ACTION ITEM
The data below holds the lines to copy: everything from the line containing "or a global" to the line containing "let filter = match", both ends included, set down exactly.
Content starts
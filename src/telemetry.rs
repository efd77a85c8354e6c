//! Telemetry helpers for dashboards embedding `linked-charts`.
//!
//! Charts log lifecycle steps, filter application and skipped group
//! fan-outs through `tracing`. Hosts either call one of the helpers below or
//! install their own subscriber.

/// Filter used when `RUST_LOG` is not set.
pub const DEFAULT_DIRECTIVES: &str = "linked_charts=info";

/// Installs a compact fmt subscriber filtered by `RUST_LOG`, falling back to
/// [`DEFAULT_DIRECTIVES`].
///
/// Returns `false` when the `telemetry` feature is disabled or a global
/// subscriber is already set.
#[must_use]
pub fn init_default_tracing() -> bool {
    init_tracing(None)
}

/// Like [`init_default_tracing`], with `directives` (e.g.
/// `"linked_charts=trace"`) taking precedence over `RUST_LOG`.
#[must_use]
pub fn init_tracing(directives: Option<&str>) -> bool {
    #[cfg(feature = "telemetry")]
    {
        use tracing_subscriber::EnvFilter;

        let filter = match directives {
            Some(directives) => EnvFilter::new(directives),
            None => EnvFilter::try_from_default_env()
                .unwrap_or_else(|_| EnvFilter::new(DEFAULT_DIRECTIVES)),
        };
        return tracing_subscriber::fmt()
            .with_env_filter(filter)
            .with_target(true)
            .compact()
            .try_init()
            .is_ok();
    }

    #[cfg(not(feature = "telemetry"))]
    {
        let _ = directives;
        false
    }
}
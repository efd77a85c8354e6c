use serde::{Deserialize, Serialize};

use crate::error::{ChartError, ChartResult};
use crate::render::ChartDrawer;

use super::BaseChart;

/// Attribute that has to be bound before a chart can render.
#[derive(Debug, Clone, PartialEq, Eq, Serialize, Deserialize)]
pub enum MandatoryAttribute {
    Dimension,
    Group,
    /// Chart-type specific attribute, answered by
    /// [`ChartDrawer::has_attribute`].
    Drawer(String),
}

impl MandatoryAttribute {
    #[must_use]
    pub fn defaults() -> Vec<Self> {
        vec![Self::Dimension, Self::Group]
    }

    #[must_use]
    pub fn name(&self) -> &str {
        match self {
            Self::Dimension => "dimension",
            Self::Group => "group",
            Self::Drawer(name) => name,
        }
    }
}

impl<D: ChartDrawer> BaseChart<D> {
    #[must_use]
    pub fn mandatory_attributes(&self) -> &[MandatoryAttribute] {
        &self.config.mandatory_attributes
    }

    pub fn set_mandatory_attributes(&mut self, attributes: Vec<MandatoryAttribute>) {
        self.config.mandatory_attributes = attributes;
    }

    fn has_mandatory_attribute(&self, attribute: &MandatoryAttribute) -> bool {
        match attribute {
            MandatoryAttribute::Dimension => self.dimension.is_some(),
            MandatoryAttribute::Group => self.group.is_some(),
            MandatoryAttribute::Drawer(name) => self.drawer.has_attribute(name),
        }
    }

    /// Fails on the first attribute, in list order, that is not bound.
    pub(super) fn check_mandatory_attributes(&self) -> ChartResult<()> {
        match self
            .config
            .mandatory_attributes
            .iter()
            .find(|attribute| !self.has_mandatory_attribute(attribute))
        {
            Some(missing) => Err(ChartError::MissingMandatoryAttribute {
                attribute: missing.name().to_owned(),
                chart: self.anchor_name(),
            }),
            None => Ok(()),
        }
    }
}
Content ends
THE COMPLETED TASK
/// Returns `false` when the `telemetry` feature is disabled or a global
/// subscriber is already set.
#[must_use]
pub fn init_default_tracing() -> bool {
    init_tracing(None)
}

/// Like [`init_default_tracing`], with `directives` (e.g.
/// `"linked_charts=trace"`) taking precedence over `RUST_LOG`.
#[must_use]
pub fn init_tracing(directives: Option<&str>) -> bool {
    #[cfg(feature = "telemetry")]
    {
        use tracing_subscriber::EnvFilter;

        let filter = match directives {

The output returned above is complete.